My personal experience with online class is, if summed up by one word, an anticipation. It is defined by an itch, the desire to tread forward and the wish to go back. I can’t help but feel held back, as if I hadn’t reached my potential. My growth had been stunted, which leaves me itching to go back, years earlier to seek out experiences my younger self should’ve had.

I find myself taut, like a band, with pent up energy, when the itch to move forward supersedes all judgment. Whatever time that had been lost could be made up for later on. I’d make sure that I’d do so many things that the anticipation couldn’t even be felt anymore, thinking that if I could fill barren shelves with so many trinkets, then I won’t remember what I was looking for in the first place.

If online class is anticipation, then quarantine is stuntedness and stillness – the feeling of living in third person as if I’m outside and looking in, watching myself from a distance as I meld further into the mattress, as little slivers of my being seep into the walls – the room, a part of me just as much as I am a part of it. In quarantine, you forget that you are part of a larger amalgamation, that you belong to a larger community. It’s very easy to feel disembodied and liquified without the presence of others to shape where you end and where they begin.

From this period of stillness, which had been keeping me, keeping us, stagnant, all that pent up energy will, in the end, capitulate and propel us towards greater lengths and distances. We could let it drive us into the past, desperately trying to claim experiences and memories that we feel as if we lack. The force of its impact, once you’ve ridden the high of that arc, will firmly root you to the spot. It will leave you unable to accept that time has passed and that it has done so indifferently, without you. 

We might let the capitulation propel us into the future where we are out of element, standing in shoes that are familiar and well worn, yet are still too large to fit at the present you. The insides of it filled with gaps and lapses. Yet, these shoes will constantly slip off and leave themselves behind on the path. You will never know if you’d ever grow into them; you’d just keep chasing after lost sizes, lost growth, and lost time. 

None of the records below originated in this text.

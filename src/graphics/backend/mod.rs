//! Contracts between the generic state core and the concrete graphics APIs.
//!
//! [`StateBackend`] is the per-field, GL-shaped call surface the diffing in [`crate::graphics::context`] talks to.
//! [`DeviceBackend`] adds the device level operations a platform has to provide.

pub mod recording;
pub mod wgpu;

use crate::{
    error::Result,
    graphics::{
        state::{
            blend::{Blend, BlendFunction, ColorWriteChannels},
            depth_stencil::StencilOperation,
            rasterizer::{CullMode, FillMode},
            sampler::{TextureAddressMode, TextureFilter},
        },
        ClearOptions, Color, CompareFunction, PresentationParameters, PrimitiveType,
        MAX_SAMPLER_SLOTS,
    },
};

/// Which render targets a blend call affects.
#[derive(Debug, Clone, Copy, PartialEq, Eq, Hash)]
pub enum BlendTarget {
    /// Every render target at once.
    All,
    /// A single render target.
    Index(usize),
}

/// Face a stencil call applies to.
///
/// Front is clockwise, matching the XNA winding convention.
#[derive(Debug, Clone, Copy, PartialEq, Eq, Hash)]
pub enum StencilFace {
    /// Clockwise faces.
    Front,
    /// Counter clockwise faces.
    Back,
    /// Both faces.
    FrontAndBack,
}

/// Texture coordinate a sampler address mode applies to.
#[derive(Debug, Clone, Copy, PartialEq, Eq, Hash)]
pub enum TextureAxis {
    /// Horizontal.
    U,
    /// Vertical.
    V,
    /// Depth.
    W,
}

/// Source and destination factors of a single blend function call.
#[derive(Debug, Clone, Copy, PartialEq, Eq, Hash)]
pub struct BlendFactors {
    /// Color source factor.
    pub color_source: Blend,
    /// Color destination factor.
    pub color_destination: Blend,
    /// Alpha source factor.
    pub alpha_source: Blend,
    /// Alpha destination factor.
    pub alpha_destination: Blend,
}

/// What the backend can express.
///
/// Requests outside of this are rejected with [`crate::Error::NotSupported`] at apply time, never silently downgraded.
#[derive(Debug, Clone, Copy, PartialEq, Eq)]
#[allow(clippy::struct_excessive_bools)]
pub struct Capabilities {
    /// Separate blend state per render target.
    pub independent_blend: bool,
    /// [`FillMode::WireFrame`].
    pub wireframe: bool,
    /// Disabling depth clipping.
    pub depth_clamp: bool,
    /// [`TextureAddressMode::Border`].
    pub border_address_mode: bool,
    /// Samplers with a comparison function.
    pub comparison_samplers: bool,
    /// Highest anisotropy, requested values are clamped to this.
    pub max_anisotropy: u16,
    /// Amount of sampler slots.
    pub max_sampler_slots: usize,
}

impl Capabilities {
    /// Everything supported.
    pub const FULL: Self = Self {
        independent_blend: true,
        wireframe: true,
        depth_clamp: true,
        border_address_mode: true,
        comparison_samplers: true,
        max_anisotropy: 16,
        max_sampler_slots: MAX_SAMPLER_SLOTS,
    };

    /// Lowest common denominator, roughly OpenGL ES 2 / WebGL 1.
    pub const MINIMAL: Self = Self {
        independent_blend: false,
        wireframe: false,
        depth_clamp: false,
        border_address_mode: false,
        comparison_samplers: false,
        max_anisotropy: 1,
        max_sampler_slots: 8,
    };
}

impl Default for Capabilities {
    #[inline]
    fn default() -> Self {
        Self::FULL
    }
}

/// Individual render state calls.
///
/// Each method maps to one driver call of an immediate mode API, the caller only invokes them when the value changed or when a full apply is forced.
pub trait StateBackend {
    /// What the backend supports.
    fn capabilities(&self) -> Capabilities;

    /// Enable or disable blending.
    fn set_blend_enabled(&mut self, target: BlendTarget, enabled: bool);

    /// Constant color used by [`Blend::BlendFactor`].
    fn set_blend_color(&mut self, color: Color);

    /// Separate color and alpha blend equations.
    fn set_blend_equation(&mut self, target: BlendTarget, color: BlendFunction, alpha: BlendFunction);

    /// Separate color and alpha blend factors.
    fn set_blend_function(&mut self, target: BlendTarget, factors: BlendFactors);

    /// Which channels are written.
    fn set_color_write_mask(&mut self, target: BlendTarget, channels: ColorWriteChannels);

    /// Multisample coverage mask.
    fn set_sample_mask(&mut self, mask: u32);

    /// Enable or disable the depth test.
    fn set_depth_test_enabled(&mut self, enabled: bool);

    /// Enable or disable depth writes.
    fn set_depth_write_enabled(&mut self, enabled: bool);

    /// Depth comparison.
    fn set_depth_function(&mut self, function: CompareFunction);

    /// Enable or disable the stencil test.
    fn set_stencil_test_enabled(&mut self, enabled: bool);

    /// Stencil comparison, reference value and read mask.
    fn set_stencil_function(
        &mut self,
        face: StencilFace,
        function: CompareFunction,
        reference: i32,
        mask: u32,
    );

    /// Stencil operations on fail, depth fail and pass.
    fn set_stencil_operation(
        &mut self,
        face: StencilFace,
        fail: StencilOperation,
        depth_fail: StencilOperation,
        pass: StencilOperation,
    );

    /// Stencil write mask.
    fn set_stencil_write_mask(&mut self, mask: u32);

    /// Face culling.
    fn set_cull_mode(&mut self, mode: CullMode);

    /// Polygon fill.
    fn set_fill_mode(&mut self, mode: FillMode);

    /// Enable or disable the scissor test.
    fn set_scissor_test_enabled(&mut self, enabled: bool);

    /// Polygon offset, the constant is already scaled to depth buffer units.
    ///
    /// Both zero means disabled.
    fn set_depth_bias(&mut self, constant: f32, slope_scale: f32);

    /// Enable or disable depth clipping.
    fn set_depth_clip_enabled(&mut self, enabled: bool);

    /// Enable or disable multisample rasterization.
    fn set_multisample_enabled(&mut self, enabled: bool);

    /// Minification, magnification and mip filter of a sampler slot.
    ///
    /// `max_anisotropy` is already clamped to [`Capabilities::max_anisotropy`] and is `1` for non anisotropic filters.
    fn set_sampler_filter(&mut self, slot: usize, filter: TextureFilter, max_anisotropy: u16);

    /// Address mode of one texture coordinate of a sampler slot.
    fn set_sampler_address(&mut self, slot: usize, axis: TextureAxis, mode: TextureAddressMode);

    /// Border color of a sampler slot.
    fn set_sampler_border_color(&mut self, slot: usize, color: Color);

    /// Mip level range and bias of a sampler slot.
    fn set_sampler_level_of_detail(&mut self, slot: usize, max_mip_level: u32, mip_bias: f32);

    /// Comparison function of a sampler slot, `None` for a regular sampler.
    fn set_sampler_comparison(&mut self, slot: usize, function: Option<CompareFunction>);
}

/// A created device on a concrete graphics API.
///
/// Constructed by [`crate::backend::Backend::create_device`].
pub trait DeviceBackend: StateBackend {
    /// Resize or reconfigure the swapchain in place.
    ///
    /// # Errors
    ///
    /// - When the API can't reconfigure the swapchain.
    fn reset(&mut self, parameters: &PresentationParameters) -> Result<()>;

    /// Show the back buffer.
    ///
    /// # Errors
    ///
    /// - When presenting failed, for example because the surface was lost.
    fn present(&mut self) -> Result<()>;

    /// Clear the current render target.
    ///
    /// # Errors
    ///
    /// - When the API rejected the call.
    fn clear(&mut self, options: ClearOptions, color: Color, depth: f32, stencil: i32) -> Result<()>;

    /// Draw non-indexed primitives with the currently applied state.
    ///
    /// # Errors
    ///
    /// - When the API rejected the call.
    fn draw_primitives(
        &mut self,
        primitive_type: PrimitiveType,
        vertex_start: usize,
        primitive_count: usize,
    ) -> Result<()>;

    /// Release all native objects, called once when the owning device is disposed.
    #[inline]
    fn dispose(&mut self) {}
}
//! Display units and the single kg/lb conversion used everywhere else.
//!
//! All calculation happens in kilograms; a [`Unit`] only decides how numbers
//! are read from and shown to the user.

use std::{fmt::Display, str::FromStr};

use clap::ValueEnum;
use thiserror::Error;

pub const KG_TO_LB: f64 = 2.20462;

#[derive(Clone, Copy, Debug, Default, PartialEq, Eq, Hash, ValueEnum)]
pub enum Unit {
    #[default]
    Kg,
    Lb,
}

#[derive(Error, Debug, PartialEq)]
pub enum UnitError {
    #[error("Invalid unit '{0}', expected kg or lb.")]
    InvalidUnit(String),
    #[error("Invalid weight '{0}'.")]
    InvalidWeight(String),
}

impl Unit {
    #[must_use]
    pub fn to_kg(self, value: f64) -> f64 {
        match self {
            Unit::Kg => value,
            Unit::Lb => value / KG_TO_LB,
        }
    }

    #[must_use]
    pub fn from_kg(self, kg: f64) -> f64 {
        match self {
            Unit::Kg => kg,
            Unit::Lb => kg * KG_TO_LB,
        }
    }

    /// Granularity of the target weight input.
    #[must_use]
    pub fn step(self) -> f64 {
        match self {
            Unit::Kg => 0.5,
            Unit::Lb => 1.0,
        }
    }

    /// `kg` shown in this unit, rounded to one decimal in pounds.
    #[must_use]
    pub fn display(self, kg: f64) -> f64 {
        match self {
            Unit::Kg => kg,
            Unit::Lb => round_to(self.from_kg(kg), 10.0),
        }
    }

    /// Like [`Unit::display`] with two decimals, for listing plate sizes.
    #[must_use]
    pub fn display_precise(self, kg: f64) -> f64 {
        match self {
            Unit::Kg => kg,
            Unit::Lb => round_to(self.from_kg(kg), 100.0),
        }
    }
}

fn round_to(value: f64, scale: f64) -> f64 {
    (value * scale).round() / scale
}

impl Display for Unit {
    fn fmt(&self, f: &mut std::fmt::Formatter<'_>) -> std::fmt::Result {
        match self {
            Unit::Kg => write!(f, "kg"),
            Unit::Lb => write!(f, "lb"),
        }
    }
}

impl FromStr for Unit {
    type Err = UnitError;

    fn from_str(s: &str) -> Result<Self, Self::Err> {
        match s.trim().to_lowercase().as_str() {
            "kg" | "kgs" => Ok(Unit::Kg),
            "lb" | "lbs" => Ok(Unit::Lb),
            _ => Err(UnitError::InvalidUnit(s.to_string())),
        }
    }
}

/// A number typed by the user, optionally suffixed with its unit (`100`, `100kg`, `225lb`).
#[derive(Clone, Copy, Debug, PartialEq)]
pub struct Weight {
    pub value: f64,
    pub unit: Option<Unit>,
}

impl Weight {
    /// Canonical kilograms, reading an unsuffixed value in `fallback`.
    #[must_use]
    pub fn to_kg(&self, fallback: Unit) -> f64 {
        self.unit.unwrap_or(fallback).to_kg(self.value)
    }
}

impl FromStr for Weight {
    type Err = UnitError;

    fn from_str(s: &str) -> Result<Self, Self::Err> {
        let s = s.trim();
        // Only a trailing run of letters is a unit, so `1e2` stays a number.
        let number = s.trim_end_matches(|c: char| c.is_ascii_alphabetic());
        let suffix = &s[number.len()..];

        let value = number
            .trim()
            .parse::<f64>()
            .map_err(|_| UnitError::InvalidWeight(s.to_string()))?;
        if !value.is_finite() {
            return Err(UnitError::InvalidWeight(s.to_string()));
        }

        let unit = match suffix {
            "" => None,
            suffix => Some(suffix.parse::<Unit>()?),
        };

        Ok(Weight { value, unit })
    }
}
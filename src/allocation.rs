use std::fmt::Display;

use itertools::Itertools;
use serde::Serialize;

use crate::plate::PlateCount;

/// The plates chosen for one side, the resulting total, and how far short of the
/// requested target it falls.
#[derive(Clone, Debug, PartialEq, Serialize)]
pub struct Allocation {
    plates: Vec<PlateCount>,
    total_weight: f64,
    shortfall: f64,
}

impl Allocation {
    #[must_use]
    pub fn new(plates: Vec<PlateCount>, total_weight: f64, shortfall: f64) -> Self {
        Allocation {
            plates,
            total_weight,
            shortfall,
        }
    }

    #[must_use]
    pub fn empty(fixed_weight: f64) -> Self {
        Allocation::new(Vec::new(), fixed_weight, 0.0)
    }

    /// Heaviest first, one entry per weight.
    #[must_use]
    pub fn plates(&self) -> &[PlateCount] {
        &self.plates
    }

    #[must_use]
    pub fn total_weight(&self) -> f64 {
        self.total_weight
    }

    #[must_use]
    pub fn shortfall(&self) -> f64 {
        self.shortfall
    }

    #[must_use]
    pub fn loaded_per_side(&self) -> f64 {
        self.plates.iter().map(PlateCount::load).sum()
    }

    #[must_use]
    pub fn is_exact(&self) -> bool {
        self.shortfall == 0.0
    }

    /// Nothing to load and nothing missing: the bar alone is the answer.
    #[must_use]
    pub fn is_bar_only(&self) -> bool {
        self.plates.is_empty() && self.is_exact()
    }
}

impl Display for Allocation {
    fn fmt(&self, f: &mut std::fmt::Formatter<'_>) -> std::fmt::Result {
        let plates = self
            .plates
            .iter()
            .map(|p| format!("{}x{}", p.count, p.weight))
            .join(", ");

        write!(f, "[{plates}] ({}kg", self.total_weight)?;
        if !self.is_exact() {
            write!(f, ", {}kg short", self.shortfall)?;
        }
        write!(f, ")")
    }
}
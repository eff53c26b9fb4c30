use itertools::Itertools;
use serde::{Deserialize, Serialize};

use crate::{allocator::round3, inventory_error::InventoryError, plate::Plate, unit::Unit};

/// Two weights closer than this are the same plate.
const DUPLICATE_TOLERANCE: f64 = 0.001;

/// Plates added through the editor start with a pair.
pub const NEW_PLATE_QUANTITY: u32 = 2;

/// An editable, ordered list of plate types.
#[derive(Clone, Debug, Default, PartialEq, Serialize, Deserialize)]
#[serde(transparent)]
pub struct Inventory {
    plates: Vec<Plate>,
}

impl Inventory {
    #[must_use]
    pub fn new(plates: Vec<Plate>) -> Self {
        Inventory { plates }
    }

    #[must_use]
    pub fn default_barbell() -> Self {
        Inventory::new(Plate::from_weights(&[25.0, 20.0, 15.0, 10.0, 5.0, 2.5], 2))
    }

    #[must_use]
    pub fn default_dumbbell() -> Self {
        Inventory::new(Plate::from_weights(&[10.0, 5.0, 2.5, 1.25, 1.0, 0.5], 4))
    }

    #[must_use]
    pub fn plates(&self) -> &[Plate] {
        &self.plates
    }

    #[must_use]
    pub fn len(&self) -> usize {
        self.plates.len()
    }

    #[must_use]
    pub fn is_empty(&self) -> bool {
        self.plates.is_empty()
    }

    /// Sets the quantity at `index`, flooring negative values at zero.
    ///
    /// # Errors
    /// If `index` is out of range.
    pub fn set_quantity(&mut self, index: usize, quantity: i64) -> Result<(), InventoryError> {
        let plate = self
            .plates
            .get_mut(index)
            .ok_or(InventoryError::NoSuchPlate(index))?;
        plate.set_quantity(u32::try_from(quantity.max(0)).unwrap_or(u32::MAX));
        Ok(())
    }

    /// # Errors
    /// If `index` is out of range.
    pub fn increment(&mut self, index: usize) -> Result<(), InventoryError> {
        let quantity = self.quantity_at(index)?;
        self.set_quantity(index, quantity + 1)
    }

    /// # Errors
    /// If `index` is out of range.
    pub fn decrement(&mut self, index: usize) -> Result<(), InventoryError> {
        let quantity = self.quantity_at(index)?;
        self.set_quantity(index, quantity - 1)
    }

    /// # Errors
    /// If `index` is out of range.
    pub fn remove(&mut self, index: usize) -> Result<Plate, InventoryError> {
        if index >= self.plates.len() {
            return Err(InventoryError::NoSuchPlate(index));
        }
        Ok(self.plates.remove(index))
    }

    /// Adds a plate of `weight` (given in `unit`) with the default quantity
    /// and re-sorts heaviest first. Returns the position of the new plate.
    ///
    /// # Errors
    /// If the weight is not a positive number, or rounds to within a gram
    /// of a plate that is already listed.
    pub fn add(&mut self, weight: f64, unit: Unit) -> Result<usize, InventoryError> {
        if !weight.is_finite() || weight <= 0.0 {
            return Err(InventoryError::NonPositiveWeight(weight));
        }

        let weight_kg = round3(unit.to_kg(weight));
        if self
            .plates
            .iter()
            .any(|plate| (plate.weight() - weight_kg).abs() < DUPLICATE_TOLERANCE)
        {
            return Err(InventoryError::DuplicateWeight(weight_kg));
        }

        self.plates.push(Plate::new(weight_kg, NEW_PLATE_QUANTITY));
        self.plates = self
            .plates
            .iter()
            .copied()
            .sorted_by(|a, b| b.weight().total_cmp(&a.weight()))
            .collect();

        Ok(self
            .plates
            .iter()
            .position(|plate| plate.weight() == weight_kg)
            .unwrap_or_default())
    }

    fn quantity_at(&self, index: usize) -> Result<i64, InventoryError> {
        self.plates
            .get(index)
            .map(|plate| i64::from(plate.quantity()))
            .ok_or(InventoryError::NoSuchPlate(index))
    }
}

impl From<Vec<Plate>> for Inventory {
    fn from(plates: Vec<Plate>) -> Self {
        Inventory::new(plates)
    }
}
//! A text picture of the loaded bar, plates sized by weight.

use itertools::Itertools;

use crate::{plate::PlateCount, unit::Unit};

const PLATE_COLORS: [(f64, &str); 9] = [
    (25.0, "#e74c3c"),
    (20.0, "#3498db"),
    (15.0, "#f1c40f"),
    (10.0, "#2ecc71"),
    (5.0, "#9b59b6"),
    (2.5, "#e67e22"),
    (1.25, "#1abc9c"),
    (1.0, "#34495e"),
    (0.5, "#95a5a6"),
];

const FALLBACK_COLOR: &str = "#7f8c8d";

const MAX_PLATE_WEIGHT: f64 = 25.0;
const MIN_HEIGHT: f64 = 30.0;
const MAX_HEIGHT: f64 = 100.0;

/// Pixels per text row.
const ROW_HEIGHT: f64 = 10.0;

#[must_use]
pub fn plate_color(weight: f64) -> &'static str {
    PLATE_COLORS
        .iter()
        .find(|(w, _)| (w - weight).abs() < f64::EPSILON)
        .map_or(FALLBACK_COLOR, |(_, color)| color)
}

/// Heavier plates are taller; a 25kg plate is the full height.
#[must_use]
pub fn plate_height(weight: f64) -> f64 {
    MIN_HEIGHT + (weight / MAX_PLATE_WEIGHT) * (MAX_HEIGHT - MIN_HEIGHT)
}

/// Above this many plates of one weight a single column stands for all of them.
pub const MAX_DRAWN_PER_WEIGHT: u32 = 6;

/// A drawn plate: its weight, and the count it stands for when it is a stack.
#[derive(Clone, Copy, Debug, PartialEq)]
pub struct Drawn {
    pub weight: f64,
    pub stack: Option<u32>,
}

/// One entry per physical plate, heaviest (innermost) first. Counts above
/// [`MAX_DRAWN_PER_WEIGHT`] collapse into one stacked entry.
#[must_use]
pub fn expand(plates: &[PlateCount]) -> Vec<Drawn> {
    plates
        .iter()
        .flat_map(|p| {
            let (drawn, stack) = if p.count > MAX_DRAWN_PER_WEIGHT {
                (1, Some(p.count))
            } else {
                (p.count, None)
            };
            std::iter::repeat_n(
                Drawn {
                    weight: p.weight,
                    stack,
                },
                drawn as usize,
            )
        })
        .collect()
}

#[allow(clippy::cast_possible_truncation, clippy::cast_sign_loss)]
fn rows(weight: f64) -> usize {
    (plate_height(weight) / ROW_HEIGHT).round().max(1.0) as usize
}

struct Column {
    label: String,
    rows: usize,
    color: Option<&'static str>,
}

/// Draws both sides mirrored around the bar, innermost plates next to it.
#[must_use]
pub fn render(plates: &[PlateCount], bar_weight_kg: f64, unit: Unit, color: bool) -> String {
    let expanded = expand(plates);
    let column = |drawn: &Drawn| Column {
        label: match drawn.stack {
            Some(count) => format!("{}x{count}", unit.display(drawn.weight)),
            None => format!("{}", unit.display(drawn.weight)),
        },
        rows: rows(drawn.weight),
        color: color.then(|| plate_color(drawn.weight)),
    };

    let right = expanded.iter().map(column).collect::<Vec<_>>();
    let left = expanded.iter().rev().map(column).collect::<Vec<_>>();

    let width = right.iter().map(|c| c.label.len()).max().unwrap_or(0).max(3);
    let height = right
        .iter()
        .map(|c| c.rows)
        .max()
        .unwrap_or(1)
        .max(3);
    let middle = height / 2;
    let bar_label = format!("{} {unit}", unit.display(bar_weight_kg));
    let shaft = bar_label.len() + 2;

    let mut lines = (0..height)
        .map(|row| {
            let side = |columns: &[Column]| {
                columns
                    .iter()
                    .map(|c| cell(c, row, height, width))
                    .join(" ")
            };
            // One blank each side keeps full-width labels off the shaft.
            let centre = if row == middle {
                format!(" {} ", "=".repeat(shaft))
            } else {
                " ".repeat(shaft + 2)
            };
            format!("{}{}{}", side(&left), centre, side(&right))
                .trim_end()
                .to_string()
        })
        .collect::<Vec<_>>();

    let left_width = (left.len() * (width + 1)).saturating_sub(1);
    lines.push(format!("{}  {bar_label}", " ".repeat(left_width)));
    lines.join("\n")
}

fn cell(column: &Column, row: usize, height: usize, width: usize) -> String {
    let top = (height - column.rows) / 2;
    if row < top || row >= top + column.rows {
        return " ".repeat(width);
    }

    let text = if row == height / 2 {
        format!("{:^width$}", column.label)
    } else {
        "#".repeat(width)
    };

    match column.color {
        Some(hex) => paint(&text, hex),
        None => text,
    }
}

fn paint(text: &str, hex: &str) -> String {
    let channel = |range: std::ops::Range<usize>| {
        hex.get(range)
            .and_then(|h| u8::from_str_radix(h, 16).ok())
            .unwrap_or(0)
    };
    format!(
        "\x1b[38;2;{};{};{}m{text}\x1b[0m",
        channel(1..3),
        channel(3..5),
        channel(5..7)
    )
}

Regardless of which direction you let the band take you, both directions lead to a place so foreign, nothing like which we’d known — both leave us seeking. Be it in the past, present, or future, time indifferently treads on. Where upon the path will you choose to lie? 

Time has melted our wills into liquid, flowing and malleable. In its wake we are nothing but dust, bubbling with pent up energy and drive, yet we can simply fill in empty gaps and crevices indefinitely until the self has satisfied time. 

Learn to take what time has offered in stride. We do not serve time; we only serve our own self interests. We cannot blame time for what it has taken. We can only hold ourselves accountable for what we have let come to pass.